━━━ Data for the task ━━━
//! Workflow Engine
//!
//! Tenant-scoped state machines over business entities: versioned process
//! definitions, a pluggable authorization guard, instance tracking with an
//! optimistic version check, and SLA-driven escalation.
//!
//! Storage backends:
//! - in-memory (always available)
//! - `sqlite` / `postgres` via sqlx
//! - `mongo` via the MongoDB driver

pub mod domain;
pub mod error;
pub mod repository;
pub mod scheduler;
pub mod service;

#[cfg(test)]
mod fixtures;

use std::sync::Arc;

use wf_config::WorkflowConfig;

pub use domain::*;
pub use error::{DefinitionErrorKind, Result, WorkflowError};
pub use repository::{DefinitionRepository, InstanceRepository};
pub use scheduler::{EscalationScheduler, EscalationSchedulerConfig};
pub use service::{
    AllowAll, Decision, DefinitionStore, DenyAll, DenyReason, EscalationService, Guard, GuardContext,
    InstanceTracker, RbacGuard, TransitionEngine, TransitionOutcome, TransitionRequest,
};

/// The services of one engine, wired over a pair of repositories
#[derive(Clone)]
pub struct WorkflowServices {
    pub definitions: Arc<DefinitionStore>,
    pub tracker: Arc<InstanceTracker>,
    pub engine: Arc<TransitionEngine>,
    pub escalation: Arc<EscalationService>,
}

impl WorkflowServices {
    /// Wire with the role-based guard configured by `config.guard`
    pub fn new(
        definitions: Arc<dyn DefinitionRepository>,
        instances: Arc<dyn InstanceRepository>,
        config: &WorkflowConfig,
    ) -> Self {
        let guard = Arc::new(RbacGuard::from_config(&config.guard));
        Self::with_guard(definitions, instances, guard, config)
    }

    pub fn with_guard(
        definitions: Arc<dyn DefinitionRepository>,
        instances: Arc<dyn InstanceRepository>,
        guard: Arc<dyn Guard>,
        config: &WorkflowConfig,
    ) -> Self {
        let definitions = Arc::new(DefinitionStore::from_config(definitions, &config.engine));
        let tracker = Arc::new(InstanceTracker::new(instances, definitions.clone()));
        let engine = Arc::new(TransitionEngine::from_config(
            definitions.clone(),
            tracker.clone(),
            guard,
            &config.engine,
        ));
        let escalation = Arc::new(EscalationService::new(
            definitions.clone(),
            tracker.clone(),
            engine.clone(),
        ));

        Self {
            definitions,
            tracker,
            engine,
            escalation,
        }
    }

    pub fn in_memory(config: &WorkflowConfig) -> Self {
        Self::new(
            Arc::new(repository::InMemoryDefinitionRepository::new()),
            Arc::new(repository::InMemoryInstanceRepository::new()),
            config,
        )
    }
}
━━━
What you will do
Of the lines above, copy each one that contains the word "RbacGuard".

Response
    InstanceTracker, RbacGuard, TransitionEngine, TransitionOutcome, TransitionRequest,
        let guard = Arc::new(RbacGuard::from_config(&config.guard));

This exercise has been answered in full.